Using Example-based Machine Translation for

English – Vietnamese Translation

Nguyen Minh Quang, Tran Dang Hung

Software Engineering Department, Faculty of Information Technology

Hanoi National University of Education

{quangnm, hungtd}@hnue.edu.vn

2

Abstract

Recently, there is a significant amount of advantages in Machine Translation in Vietnam. Most approaches are based on the combination between grammar analyzing and a statistic-based method or a rule-based method. However, their results are still far from the human expectation.

In this paper, we introduce a new approach which uses the example-based machine translation approach. The idea of this method is that using an aligned pair of sentences which is in Vietnamese and English and an algorithm to retrieve the most similar English sentence to the input sentence from the data resource. Then, we make a translation from the sentence retrieved.

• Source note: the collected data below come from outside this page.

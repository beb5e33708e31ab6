//! Shared library for the marketing dashboard Lambda functions.
//!
//! This crate provides the calendar feed resolution core plus the common
//! utilities, types, and external-API clients used across all handlers.

pub mod calendar;
pub mod config;
pub mod error;
pub mod http;
pub mod meta;
pub mod models;
pub mod oauth;
pub mod sheets;

pub use config::Config;
pub use error::{Error, Result};
pub use models::{Post, PostStatus, PostType};
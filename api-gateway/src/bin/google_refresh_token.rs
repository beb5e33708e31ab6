//! Google Refresh Token Lambda - refresh-token exchange.
//!
//! POST `{"refresh_token": ...}`. Returns a fresh access token.

use lambda_http::http::Method;
use lambda_http::{run, service_fn, Body, Error, Request, Response};
use serde::Deserialize;
use std::sync::Arc;
use tracing_subscriber::EnvFilter;

use shared::http::{error_response, error_to_response, json_response, preflight_response};
use shared::oauth::GoogleOAuthClient;
use shared::{parse_body, Config};

#[derive(Debug, Deserialize)]
struct RefreshRequest {
    refresh_token: Option<String>,
}

struct AppState {
    oauth: Option<GoogleOAuthClient>,
}

impl AppState {
    fn new(config: &Config) -> Result<Self, Error> {
        let oauth = match config.google_oauth() {
            Ok((client_id, client_secret)) => Some(GoogleOAuthClient::new(
                client_id,
                client_secret,
                config.google_redirect_uri.clone(),
            )?),
            Err(_) => None,
        };
        Ok(Self { oauth })
    }
}

async fn handler(state: Arc<AppState>, event: Request) -> Result<Response<Body>, Error> {
    if event.method() == Method::OPTIONS {
        return preflight_response();
    }

    let request: RefreshRequest = parse_body!(event.body());
    let Some(refresh_token) = request.refresh_token else {
        return error_response(400, "Missing refresh_token");
    };

    let Some(oauth) = &state.oauth else {
        return error_to_response(&shared::Error::NotConfigured("Google OAuth"));
    };

    match oauth.refresh_token(&refresh_token).await {
        Ok(tokens) => json_response(
            200,
            &serde_json::json!({
                "access_token": tokens.access_token,
                "expires_in": tokens.expires_in,
            }),
        ),
        Err(e) => error_to_response(&e),
    }
}

#[tokio::main]
async fn main() -> Result<(), Error> {
    tracing_subscriber::fmt()
        .with_env_filter(EnvFilter::from_default_env())
        .json()
        .init();

    let state = Arc::new(AppState::new(&Config::from_env())?);

    run(service_fn(move |event| {
        let state = Arc::clone(&state);
        async move { handler(state, event).await }
    }))
    .await
}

We applied the method to English-Vietnamese translation using bilingual corpus including 6000 sentence pairs. The system approaches feasible translation ability and also achieves a good performance. Compare to other methods applied in English-Vietnamese translation, our method can get a higher translation quality.

I.  Introduction

Machine translation has been studied and developed for many decades. For Vietnamese, there are some projects which proposed several approaches. Most approaches used a system based on analyzing and reflecting grammar structure (e.g. rule-based and copora-based approaches). Among them, the rule-based approach is a trend of direction on this field nowadays; with bilingual corpus and grammatical rules built carefully [7].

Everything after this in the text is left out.